Oggi i dirigenti scolastici sono di frequente burocrati senza potere: non è quindi sorprendente che siano spesso scadenti. Stabilizzare cinquantamila insegnanti precari, come il ministero si appresta a fare, è un errore che avrebbe conseguenze irreparabili sulla scuola. Magari sono tutti ottimi insegnanti, ciascuno il più adatto per la scuola in cui insegna, ma questo deve essere deciso dai presidi, non dall'automatismo delle graduatorie. La valutazione (obbligatoria per tutte le scuole, non effettuata a campione su poche scuole) è complemento essenziale dell'abolizione dei concorsi. Ma valutare le scuole senza averle prima poste nella condizione di scegliere i propri insegnanti non ha alcun senso. Né ha senso valutare le scuole senza aver prima introdotto maggior flessibilità nei percorsi di studio. Siamo davvero sicuri che il ministro o una commissione ministeriale siano capaci di scegliere i programmi migliori? Non funzionerebbe meglio—come dimostra l'esperienza dei Paesi anglosassoni e scandinavi — un sistema nel quale gli insegnanti, investiti della responsabilità di progettare i loro corsi, decidano che cosa insegnare e in che sequenza?
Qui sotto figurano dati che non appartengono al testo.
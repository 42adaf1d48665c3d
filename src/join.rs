use crate::BitVec4;
use crate::core::words_for_size;
use crate::error::{BitVecError, Result};
use crate::word::Word;

impl BitVec4 {

  /// `{self, lower}`: `self` ends up in the most significant bits.
  pub fn concat(&self, lower: &BitVec4) -> BitVec4 {
    let bits  = self.bits() + lower.bits();
    let shift = lower.bits() as i128;
    let ws    = lower.as_slice();
    let mut out = Vec::<Word>::with_capacity(words_for_size(bits));
    for j in 0 .. words_for_size(bits) {
      let base  = (j * Word::BITS) as i128;
      let upper = self.window(base - shift);
      let low   = ws.get(j).copied().unwrap_or(Word::ZERO);
      out.push(Word::new(upper.a | low.a, upper.b | low.b));
    }
    BitVec4::from_words(bits, out)
  }

  /// `{n{self}}`
  pub fn replicate(&self, n: usize) -> Result<BitVec4> {
    if n == 0 { return Err(BitVecError::InvalidSize(0)) }
    let mut result = self.clone();
    for _ in 1 .. n {
      result = result.concat(self);
    }
    Ok(result)
  }
}
//! Four-valued (`0`, `1`, `x`, `z`) bit vectors of arbitrary width,
//! with the bitwise, logical, relational and arithmetic operations of
//! hardware description languages.

// Owned operand variants of a binary operator implemented on `&BitVec4`.
macro_rules! forward_binop {
  ($trait:ident, $method:ident) => {
    impl std::ops::$trait<BitVec4> for BitVec4 {
      type Output = BitVec4;
      fn $method(self, rhs: BitVec4) -> BitVec4 {
        std::ops::$trait::$method(&self, &rhs)
      }
    }

    impl std::ops::$trait<&BitVec4> for BitVec4 {
      type Output = BitVec4;
      fn $method(self, rhs: &BitVec4) -> BitVec4 {
        std::ops::$trait::$method(&self, rhs)
      }
    }

    impl std::ops::$trait<BitVec4> for &BitVec4 {
      type Output = BitVec4;
      fn $method(self, rhs: BitVec4) -> BitVec4 {
        std::ops::$trait::$method(self, &rhs)
      }
    }
  };
}

// `op=` in terms of the `&BitVec4` operator.
macro_rules! forward_assign {
  ($trait:ident, $method:ident, $op_trait:ident, $op:ident) => {
    impl std::ops::$trait<&BitVec4> for BitVec4 {
      fn $method(&mut self, rhs: &BitVec4) {
        *self = std::ops::$op_trait::$op(&*self, rhs)
      }
    }

    impl std::ops::$trait<BitVec4> for BitVec4 {
      fn $method(&mut self, rhs: BitVec4) {
        *self = std::ops::$op_trait::$op(&*self, &rhs)
      }
    }
  };
}

pub mod error;
pub mod bit;
pub mod word;
pub mod core;
pub mod from;
pub mod display;
pub mod index;
pub mod iter_bits;
pub mod logic;
pub mod boolean;
pub mod cmp;
pub mod shift;
pub mod arith;
pub mod join;

#[cfg(test)]
pub mod proptest;

#[cfg(test)]
mod scenarios;

pub use crate::core::BitVec4;
pub use crate::bit::Bit;
pub use crate::word::Word;
pub use crate::error::{BitVecError, Result};
pub use crate::index::{IndexDir,IndexFrom,FromLSB,FromMSB};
Percorsi differenziati valorizzano la professionalità degli insegnanti. Introducono anche un po' di concorrenza fra le scuole e richiedono che le famiglie si informino sui percorsi offerti dalle varie scuole e sulla loro qualità. Allo Stato rimane il compito di valutare ex post. Oggi invece accade l'esatto contrario: nessuna autonomia degli insegnanti e nessuna, o quasi, valutazione conseguente. Il risultato sono i test PISA dai quali le scuole italiane (con importanti eccezioni, come le scuole del Trentino Alto Adige, della Valle d'Aosta e di alcune province lombarde) emergono fra le peggiori d'Europa. Ma la valutazione non basta, neppure se accompagnata da forti incentivi alle scuole migliori. Per essere efficace l'informazione sulla qualità deve essere disponibile alle famiglie e queste devono poter scegliere in che scuola iscrivere i propri figli.
Il sistema dei «buoni scuola» che una famiglia può spendere nell’istituto che preferisce, pubblico o privato, può funzionare, purché accompagnato da verifiche indipendenti e severe. Altrimenti, come è accaduto in alcune regioni durante le esperienze effettuate dal ministro Moratti, i «buoni» sono solo un regalo alle scuole private che promettono facili promozioni (vedi Tullio Jappelli e Daniele Checchi su www.lavoce.info). Questa settimana il governo approverà un progetto triennale per i conti pubblici. Come sempre accade in queste occasioni, i vincoli di spesa imposti dal ministro dell'Economia si scontrano con i programmi dei suoi colleghi, in primis del ministro dell'Istruzione, dal quale dipende quasi la metà di tutti i dipendenti pubblici. L'esperienza di molti esercizi simili svolti da governi passati — incluso il precedente governo Berlusconi — è che in assenza di riforme radicali del modo di agire delle amministrazioni pubbliche questi numeri sono cifre scritte sull'acqua e presto dimenticate. Il ministro Gelmini difende la scuola, ma per essere credibile deve avere il coraggio di abbandonare il tabù dei concorsi pubblici.